To linger and look around them had been to court death; for four years the city had been called the most dangerous place on earth and habits of survival died hard, but now the tide of inhumanity washed on other more distant shores: Dili in East Timor, and Grozny, and Mitrovica in Kosovo.
There had been five successive bright spring days over the city. The piled snow banks on the pavements beside the river, compacted by bulldozers in the winter months, were finally dribbling away. High above the city, dominating it, where the siege guns had been sited with a clear view of the river, the bridges and the streets, the ski slopes were melting.
Mountain streams seeking escape into the Miljacka cascaded down steep escarpments, and the river running through the heart of the city swelled and rose.
Its force grew. As the early rush of foot-sloggers and vehicles thinned, the strength of the water's flow lifted the body sufficiently for it to break free of the tree's branches.

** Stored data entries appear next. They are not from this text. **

//! Pausing and resuming workflows.
//!
//! A pause captures the interrupted run's partial output, turns it into a
//! continuation narrative, persists a [`SavedWorkflowState`] and only then
//! stops the agent. Resuming loads that record and deletes it, so a
//! saved state is consumed exactly once.

use crate::agents::{AgentRunner, StopReason};
use crate::workflow::progress::{build_continuation_prompt, summarize_progress, tail_slice};
use crate::workflow::store::{SessionStore, StoreError};
use apc_protocol::workflow_models::{
    ContinuationContext, PauseReason, PhasePosition, PhaseProgress, SavedWorkflowState,
};
use chrono::Utc;
use std::collections::BTreeSet;
use std::sync::Arc;
use thiserror::Error;
use tracing::{debug, info, warn};

#[derive(Error, Debug)]
pub enum PauseError {
    #[error("No session store configured; cannot persist paused workflow {0}")]
    NoStore(String),
    #[error("Session store error: {0}")]
    Store(#[from] StoreError),
    #[error("Saved state for {workflow_id} is invalid: {source}")]
    Serialization {
        workflow_id: String,
        #[source]
        source: serde_json::Error,
    },
    #[error("No paused workflow {workflow_id} in session {session_id}")]
    NotFound {
        session_id: String,
        workflow_id: String,
    },
}

/// Everything the pause manager needs to know about the workflow it pauses.
#[derive(Debug, Clone)]
pub struct PauseRequest {
    pub workflow_id: String,
    pub workflow_type: String,
    pub session_id: String,
    pub phase: PhasePosition,
    pub task_id: Option<String>,
    pub modified_files: BTreeSet<String>,
    /// Agent runs in flight for the current phase.
    pub agent_run_ids: Vec<String>,
    pub reason: PauseReason,
    pub conflicting_workflow_id: Option<String>,
    pub loop_iterations: u32,
}

pub struct WorkflowPauseManager {
    runner: Arc<AgentRunner>,
    store: Option<Arc<dyn SessionStore>>,
    tail_chars: usize,
}

impl WorkflowPauseManager {
    /// # Arguments
    ///
    /// * `runner` - Used to read partial output and stop interrupted runs
    /// * `store` - Durable store for paused workflows; pausing fails without one
    /// * `tail_chars` - How much raw output to quote in continuation prompts
    pub fn new(
        runner: Arc<AgentRunner>,
        store: Option<Arc<dyn SessionStore>>,
        tail_chars: usize,
    ) -> Self {
        Self {
            runner,
            store,
            tail_chars,
        }
    }

    pub fn has_store(&self) -> bool {
        self.store.is_some()
    }

    fn store(&self, workflow_id: &str) -> Result<&Arc<dyn SessionStore>, PauseError> {
        self.store
            .as_ref()
            .ok_or_else(|| PauseError::NoStore(workflow_id.to_string()))
    }

    /// Pause a workflow and persist its state.
    ///
    /// # Behavior
    ///
    /// 1. Capture the partial output of every in-flight run
    /// 2. Summarize the output into what was done and what remains
    /// 3. Build the continuation prompt
    /// 4. Persist the state under `(session_id, workflow_id)`
    /// 5. Stop the runs with [`StopReason::Paused`]
    ///
    /// # Errors
    ///
    /// Fails before touching any run when no store is configured or the
    /// store rejects the write; the runs keep going in both cases.
    pub async fn pause(&self, request: PauseRequest) -> Result<SavedWorkflowState, PauseError> {
        let store = self.store(&request.workflow_id)?;

        let mut partial = String::new();
        let mut interrupted_run = None;
        for run_id in &request.agent_run_ids {
            let Some(output) = self.runner.partial_output(run_id) else {
                continue;
            };
            if output.trim().is_empty() {
                continue;
            }
            if !partial.is_empty() {
                partial.push_str("\n\n");
            }
            partial.push_str(&output);
            interrupted_run.get_or_insert_with(|| run_id.clone());
        }

        let run_ids = request.agent_run_ids.clone();
        let state = self.build_state(request, partial, interrupted_run);
        let value = serde_json::to_value(&state).map_err(|source| PauseError::Serialization {
            workflow_id: state.workflow_id.clone(),
            source,
        })?;
        store.save(&state.session_id, &state.workflow_id, &value).await?;

        for run_id in &run_ids {
            if !self.runner.stop(run_id, StopReason::Paused).await {
                debug!(run_id = %run_id, "Run already finished before pause");
            }
        }

        info!(
            workflow_id = %state.workflow_id,
            phase = %state.phase.name,
            phase_index = state.phase.index,
            reason = %state.pause_reason,
            conflicting = ?state.conflicting_workflow_id,
            "Workflow paused"
        );
        Ok(state)
    }

    fn build_state(
        &self,
        request: PauseRequest,
        partial: String,
        interrupted_run: Option<String>,
    ) -> SavedWorkflowState {
        let summary = summarize_progress(&partial);
        let mut modified_files = request.modified_files;
        modified_files.extend(summary.modified_files.iter().cloned());

        let continuation = if request.phase.progress == PhaseProgress::InProgress {
            let tail = tail_slice(&partial, self.tail_chars);
            ContinuationContext {
                what_was_done: summary.what_was_done(),
                what_remains: summary.what_remains(&request.phase.name),
                prompt: build_continuation_prompt(&request.phase.name, &summary, &modified_files, tail),
            }
        } else {
            ContinuationContext::default()
        };

        SavedWorkflowState {
            workflow_id: request.workflow_id,
            workflow_type: request.workflow_type,
            session_id: request.session_id,
            phase: request.phase,
            task_id: request.task_id,
            modified_files,
            agent_run_id: interrupted_run.or_else(|| request.agent_run_ids.first().cloned()),
            partial_output: (!partial.is_empty()).then_some(partial),
            continuation,
            loop_iterations: request.loop_iterations,
            paused_at: Utc::now(),
            pause_reason: request.reason,
            conflicting_workflow_id: request.conflicting_workflow_id,
        }
    }

    /// Load and delete a paused workflow's state.
    pub async fn resume(
        &self,
        session_id: &str,
        workflow_id: &str,
    ) -> Result<SavedWorkflowState, PauseError> {
        let state = self.load(session_id, workflow_id).await?.ok_or_else(|| {
            PauseError::NotFound {
                session_id: session_id.to_string(),
                workflow_id: workflow_id.to_string(),
            }
        })?;
        self.store(workflow_id)?.delete(session_id, workflow_id).await?;
        info!(workflow_id, phase_index = state.phase.index, "Workflow state restored");
        Ok(state)
    }

    /// Read a paused workflow's state without consuming it.
    pub async fn load(
        &self,
        session_id: &str,
        workflow_id: &str,
    ) -> Result<Option<SavedWorkflowState>, PauseError> {
        let store = self.store(workflow_id)?;
        let Some(value) = store.load(session_id, workflow_id).await? else {
            return Ok(None);
        };
        serde_json::from_value(value)
            .map(Some)
            .map_err(|source| PauseError::Serialization {
                workflow_id: workflow_id.to_string(),
                source,
            })
    }

    /// Paused workflows of a session. Unreadable records are skipped.
    pub async fn list_paused(&self, session_id: &str) -> Result<Vec<SavedWorkflowState>, PauseError> {
        let Some(store) = &self.store else {
            return Ok(Vec::new());
        };
        let mut paused = Vec::new();
        for key in store.list(session_id).await? {
            match self.load(session_id, &key).await {
                Ok(Some(state)) => paused.push(state),
                Ok(None) => {}
                Err(e) => warn!(session_id, key = %key, error = %e, "Skipping unreadable paused workflow"),
            }
        }
        Ok(paused)
    }

    /// Drop a paused workflow's state. Returns `true` if it existed.
    pub async fn discard(&self, session_id: &str, workflow_id: &str) -> Result<bool, PauseError> {
        Ok(self.store(workflow_id)?.delete(session_id, workflow_id).await?)
    }
}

There was nothing romantic or noble about the Miljacka. It was not a Thames or a Seine, a Tiber or a Danube; perhaps that was why none had bothered to stop and gaze down at its movement. Flanked with concrete and stone bank walls, fifty paces wide, if measured by a man who had a good stride and had not lost a leg in the shelling, broken up by weirs, it was more of a dirty drain than a majestic waterway.
As it continued its journey down-river, the body was sometimes submerged, caught in powerful deep currents, sometimes swirled to the surface before it was again dragged down and sometimes just the buttocks of the dark grey trousers protruded above the water.
There was no dignity for the body as it was taken through the unseeing city.